## Work item:
In full and without change, repeat the records shown below.

##########

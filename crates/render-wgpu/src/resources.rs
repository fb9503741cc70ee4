use crate::uniforms::GpuVertex;
use lumen_assets::{ColorSpace, CubemapData, MeshData, TextureData};
use lumen_scene::{AddressMode, FilterMode, SamplerSettings};
use wgpu::util::DeviceExt;

pub const DEPTH_FORMAT: wgpu::TextureFormat = wgpu::TextureFormat::Depth32Float;

/// Vertex and index buffers for one mesh.
pub struct GpuMesh {
    pub vertex_buffer: wgpu::Buffer,
    pub index_buffer: wgpu::Buffer,
    pub index_count: u32,
}

impl GpuMesh {
    pub fn new(device: &wgpu::Device, name: &str, mesh: &MeshData) -> Self {
        let vertices: Vec<GpuVertex> = mesh.vertices.iter().map(GpuVertex::from).collect();
        let vertex_buffer = device.create_buffer_init(&wgpu::util::BufferInitDescriptor {
            label: Some(&format!("{name}_vertex_buffer")),
            contents: bytemuck::cast_slice(&vertices),
            usage: wgpu::BufferUsages::VERTEX,
        });
        let index_buffer = device.create_buffer_init(&wgpu::util::BufferInitDescriptor {
            label: Some(&format!("{name}_index_buffer")),
            contents: bytemuck::cast_slice(&mesh.indices),
            usage: wgpu::BufferUsages::INDEX,
        });
        Self {
            vertex_buffer,
            index_buffer,
            index_count: mesh.indices.len() as u32,
        }
    }
}

pub(crate) fn texture_format(color_space: ColorSpace) -> wgpu::TextureFormat {
    match color_space {
        ColorSpace::Srgb => wgpu::TextureFormat::Rgba8UnormSrgb,
        ColorSpace::Linear => wgpu::TextureFormat::Rgba8Unorm,
    }
}

fn write_rgba_layer(
    queue: &wgpu::Queue,
    texture: &wgpu::Texture,
    layer: u32,
    data: &TextureData,
) {
    queue.write_texture(
        wgpu::TexelCopyTextureInfo {
            texture,
            mip_level: 0,
            origin: wgpu::Origin3d {
                x: 0,
                y: 0,
                z: layer,
            },
            aspect: wgpu::TextureAspect::All,
        },
        &data.rgba,
        wgpu::TexelCopyBufferLayout {
            offset: 0,
            bytes_per_row: Some(4 * data.width),
            rows_per_image: Some(data.height),
        },
        wgpu::Extent3d {
            width: data.width,
            height: data.height,
            depth_or_array_layers: 1,
        },
    );
}

/// A 2D RGBA8 texture and its default view.
pub struct GpuTexture {
    pub texture: wgpu::Texture,
    pub view: wgpu::TextureView,
}

impl GpuTexture {
    pub fn new(
        device: &wgpu::Device,
        queue: &wgpu::Queue,
        name: &str,
        data: &TextureData,
        color_space: ColorSpace,
    ) -> Self {
        let texture = device.create_texture(&wgpu::TextureDescriptor {
            label: Some(name),
            size: wgpu::Extent3d {
                width: data.width,
                height: data.height,
                depth_or_array_layers: 1,
            },
            mip_level_count: 1,
            sample_count: 1,
            dimension: wgpu::TextureDimension::D2,
            format: texture_format(color_space),
            usage: wgpu::TextureUsages::TEXTURE_BINDING | wgpu::TextureUsages::COPY_DST,
            view_formats: &[],
        });
        write_rgba_layer(queue, &texture, 0, data);
        let view = texture.create_view(&Default::default());
        Self { texture, view }
    }
}

/// Six-layer sRGB texture viewed as a cube.
pub struct GpuCubemap {
    pub texture: wgpu::Texture,
    pub view: wgpu::TextureView,
}

impl GpuCubemap {
    pub fn new(device: &wgpu::Device, queue: &wgpu::Queue, cubemap: &CubemapData) -> Self {
        let size = cubemap.size();
        let texture = device.create_texture(&wgpu::TextureDescriptor {
            label: Some("sky_cubemap"),
            size: wgpu::Extent3d {
                width: size,
                height: size,
                depth_or_array_layers: 6,
            },
            mip_level_count: 1,
            sample_count: 1,
            dimension: wgpu::TextureDimension::D2,
            format: texture_format(ColorSpace::Srgb),
            usage: wgpu::TextureUsages::TEXTURE_BINDING | wgpu::TextureUsages::COPY_DST,
            view_formats: &[],
        });
        for (layer, face) in cubemap.faces().iter().enumerate() {
            write_rgba_layer(queue, &texture, layer as u32, face);
        }
        let view = texture.create_view(&wgpu::TextureViewDescriptor {
            label: Some("sky_cubemap_view"),
            dimension: Some(wgpu::TextureViewDimension::Cube),
            ..Default::default()
        });
        Self { texture, view }
    }
}

fn address_mode(mode: AddressMode) -> wgpu::AddressMode {
    match mode {
        AddressMode::Wrap => wgpu::AddressMode::Repeat,
        AddressMode::Clamp => wgpu::AddressMode::ClampToEdge,
        AddressMode::Mirror => wgpu::AddressMode::MirrorRepeat,
    }
}

/// Translate sampler settings. Anisotropy only applies to fully linear
/// filtering, so nearest filtering forces it off.
pub fn sampler_descriptor(settings: &SamplerSettings) -> wgpu::SamplerDescriptor<'static> {
    let address = address_mode(settings.address);
    let filter = match settings.filter {
        FilterMode::Linear => wgpu::FilterMode::Linear,
        FilterMode::Nearest => wgpu::FilterMode::Nearest,
    };
    let anisotropy_clamp = match settings.filter {
        FilterMode::Linear => settings.anisotropy.clamp(1, 16),
        FilterMode::Nearest => 1,
    };
    wgpu::SamplerDescriptor {
        label: Some("material_sampler"),
        address_mode_u: address,
        address_mode_v: address,
        address_mode_w: address,
        mag_filter: filter,
        min_filter: filter,
        mipmap_filter: filter,
        anisotropy_clamp,
        ..Default::default()
    }
}

pub(crate) fn create_depth_texture(
    device: &wgpu::Device,
    width: u32,
    height: u32,
) -> wgpu::TextureView {
    let texture = device.create_texture(&wgpu::TextureDescriptor {
        label: Some("depth_texture"),
        size: wgpu::Extent3d {
            width: width.max(1),
            height: height.max(1),
            depth_or_array_layers: 1,
        },
        mip_level_count: 1,
        sample_count: 1,
        dimension: wgpu::TextureDimension::D2,
        format: DEPTH_FORMAT,
        usage: wgpu::TextureUsages::RENDER_ATTACHMENT,
        view_formats: &[],
    });
    texture.create_view(&Default::default())
}

#[cfg(test)]
mod tests {
    use super::*;

    #[test]
    fn default_sampler_is_anisotropic_repeat() {
        let desc = sampler_descriptor(&SamplerSettings::default());
        assert_eq!(desc.address_mode_u, wgpu::AddressMode::Repeat);
        assert_eq!(desc.min_filter, wgpu::FilterMode::Linear);
        assert_eq!(desc.anisotropy_clamp, 16);
    }

    #[test]
    fn nearest_disables_anisotropy() {
        let desc = sampler_descriptor(&SamplerSettings {
            address: AddressMode::Mirror,
            filter: FilterMode::Nearest,
            anisotropy: 16,
        });
        assert_eq!(desc.anisotropy_clamp, 1);
        assert_eq!(desc.address_mode_v, wgpu::AddressMode::MirrorRepeat);
    }

    #[test]
    fn anisotropy_zero_is_clamped_to_one() {
        let desc = sampler_descriptor(&SamplerSettings {
            anisotropy: 0,
            ..Default::default()
        });
        assert_eq!(desc.anisotropy_clamp, 1);
    }

    #[test]
    fn formats_follow_color_space() {
        assert!(texture_format(ColorSpace::Srgb).is_srgb());
        assert!(!texture_format(ColorSpace::Linear).is_srgb());
    }
}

##########

## Solution:
filename crates/render-wgpu/src/resources.rs
repository fb9503741cc70ee4
use crate::uniforms::GpuVertex;
use lumen_assets::{ColorSpace, CubemapData, MeshData, TextureData};
use lumen_scene::{AddressMode, FilterMode, SamplerSettings};
use wgpu::util::DeviceExt;

pub const DEPTH_FORMAT: wgpu::TextureFormat = wgpu::TextureFormat::Depth32Float;

/// Vertex and index buffers for one mesh.
pub struct GpuMesh {
    pub vertex_buffer: wgpu::Buffer,
    pub index_buffer: wgpu::Buffer,
    pub index_count: u32,
}

impl GpuMesh {
    pub fn new(device: &wgpu::Device, name: &str, mesh: &MeshData) -> Self {
        let vertices: Vec<GpuVertex> = mesh.vertices.iter().map(GpuVertex::from).collect();
        let vertex_buffer = device.create_buffer_init(&wgpu::util::BufferInitDescriptor {
            label: Some(&format!("{name}_vertex_buffer")),
            contents: bytemuck::cast_slice(&vertices),
            usage: wgpu::BufferUsages::VERTEX,
        });
        let index_buffer = device.create_buffer_init(&wgpu::util::BufferInitDescriptor {
            label: Some(&format!("{name}_index_buffer")),
            contents: bytemuck::cast_slice(&mesh.indices),
            usage: wgpu::BufferUsages::INDEX,
        });
        Self {
            vertex_buffer,
            index_buffer,
            index_count: mesh.indices.len() as u32,
        }
    }
}

pub(crate) fn texture_format(color_space: ColorSpace) -> wgpu::TextureFormat {
    match color_space {
        ColorSpace::Srgb => wgpu::TextureFormat::Rgba8UnormSrgb,
        ColorSpace::Linear => wgpu::TextureFormat::Rgba8Unorm,
    }
}

fn write_rgba_layer(
    queue: &wgpu::Queue,
    texture: &wgpu::Texture,
    layer: u32,
    data: &TextureData,
) {
    queue.write_texture(
        wgpu::TexelCopyTextureInfo {
            texture,
            mip_level: 0,
            origin: wgpu::Origin3d {
                x: 0,
                y: 0,
                z: layer,
            },
            aspect: wgpu::TextureAspect::All,
        },
        &data.rgba,
        wgpu::TexelCopyBufferLayout {
            offset: 0,
            bytes_per_row: Some(4 * data.width),
            rows_per_image: Some(data.height),
        },
        wgpu::Extent3d {
            width: data.width,
            height: data.height,
            depth_or_array_layers: 1,
        },
    );
}

/// A 2D RGBA8 texture and its default view.
pub struct GpuTexture {
    pub texture: wgpu::Texture,
    pub view: wgpu::TextureView,
}

impl GpuTexture {
    pub fn new(
        device: &wgpu::Device,
        queue: &wgpu::Queue,
        name: &str,
        data: &TextureData,
        color_space: ColorSpace,
    ) -> Self {
        let texture = device.create_texture(&wgpu::TextureDescriptor {
            label: Some(name),
            size: wgpu::Extent3d {
                width: data.width,
                height: data.height,
                depth_or_array_layers: 1,
            },
            mip_level_count: 1,
            sample_count: 1,
            dimension: wgpu::TextureDimension::D2,
            format: texture_format(color_space),
            usage: wgpu::TextureUsages::TEXTURE_BINDING | wgpu::TextureUsages::COPY_DST,
            view_formats: &[],
        });
        write_rgba_layer(queue, &texture, 0, data);
        let view = texture.create_view(&Default::default());
        Self { texture, view }
    }
}

/// Six-layer sRGB texture viewed as a cube.
pub struct GpuCubemap {
    pub texture: wgpu::Texture,
    pub view: wgpu::TextureView,
}

impl GpuCubemap {
    pub fn new(device: &wgpu::Device, queue: &wgpu::Queue, cubemap: &CubemapData) -> Self {
        let size = cubemap.size();
        let texture = device.create_texture(&wgpu::TextureDescriptor {
            label: Some("sky_cubemap"),
            size: wgpu::Extent3d {
                width: size,
                height: size,
                depth_or_array_layers: 6,
            },
            mip_level_count: 1,
            sample_count: 1,
            dimension: wgpu::TextureDimension::D2,
            format: texture_format(ColorSpace::Srgb),
            usage: wgpu::TextureUsages::TEXTURE_BINDING | wgpu::TextureUsages::COPY_DST,
            view_formats: &[],
        });
        for (layer, face) in cubemap.faces().iter().enumerate() {
            write_rgba_layer(queue, &texture, layer as u32, face);
        }
        let view = texture.create_view(&wgpu::TextureViewDescriptor {
            label: Some("sky_cubemap_view"),
            dimension: Some(wgpu::TextureViewDimension::Cube),
            ..Default::default()
        });
        Self { texture, view }
    }
}

fn address_mode(mode: AddressMode) -> wgpu::AddressMode {
    match mode {
        AddressMode::Wrap => wgpu::AddressMode::Repeat,
        AddressMode::Clamp => wgpu::AddressMode::ClampToEdge,
        AddressMode::Mirror => wgpu::AddressMode::MirrorRepeat,
    }
}

/// Translate sampler settings. Anisotropy only applies to fully linear
/// filtering, so nearest filtering forces it off.
pub fn sampler_descriptor(settings: &SamplerSettings) -> wgpu::SamplerDescriptor<'static> {
    let address = address_mode(settings.address);
    let filter = match settings.filter {
        FilterMode::Linear => wgpu::FilterMode::Linear,
        FilterMode::Nearest => wgpu::FilterMode::Nearest,
    };
    let anisotropy_clamp = match settings.filter {
        FilterMode::Linear => settings.anisotropy.clamp(1, 16),
        FilterMode::Nearest => 1,
    };
    wgpu::SamplerDescriptor {
        label: Some("material_sampler"),
        address_mode_u: address,
        address_mode_v: address,
        address_mode_w: address,
        mag_filter: filter,
        min_filter: filter,
        mipmap_filter: filter,
        anisotropy_clamp,
        ..Default::default()
    }
}

pub(crate) fn create_depth_texture(
    device: &wgpu::Device,
    width: u32,
    height: u32,
) -> wgpu::TextureView {
    let texture = device.create_texture(&wgpu::TextureDescriptor {
        label: Some("depth_texture"),
        size: wgpu::Extent3d {
            width: width.max(1),
            height: height.max(1),
            depth_or_array_layers: 1,
        },
        mip_level_count: 1,
        sample_count: 1,
        dimension: wgpu::TextureDimension::D2,
        format: DEPTH_FORMAT,
        usage: wgpu::TextureUsages::RENDER_ATTACHMENT,
        view_formats: &[],
    });
    texture.create_view(&Default::default())
}

#[cfg(test)]
mod tests {
    use super::*;

    #[test]
    fn default_sampler_is_anisotropic_repeat() {
        let desc = sampler_descriptor(&SamplerSettings::default());
        assert_eq!(desc.address_mode_u, wgpu::AddressMode::Repeat);
        assert_eq!(desc.min_filter, wgpu::FilterMode::Linear);
        assert_eq!(desc.anisotropy_clamp, 16);
    }

    #[test]
    fn nearest_disables_anisotropy() {
        let desc = sampler_descriptor(&SamplerSettings {
            address: AddressMode::Mirror,
            filter: FilterMode::Nearest,
            anisotropy: 16,
        });
        assert_eq!(desc.anisotropy_clamp, 1);
        assert_eq!(desc.address_mode_v, wgpu::AddressMode::MirrorRepeat);
    }

    #[test]
    fn anisotropy_zero_is_clamped_to_one() {
        let desc = sampler_descriptor(&SamplerSettings {
            anisotropy: 0,
            ..Default::default()
        });
        assert_eq!(desc.anisotropy_clamp, 1);
    }

    #[test]
    fn formats_follow_color_space() {
        assert!(texture_format(ColorSpace::Srgb).is_srgb());
        assert!(!texture_format(ColorSpace::Linear).is_srgb());
    }
}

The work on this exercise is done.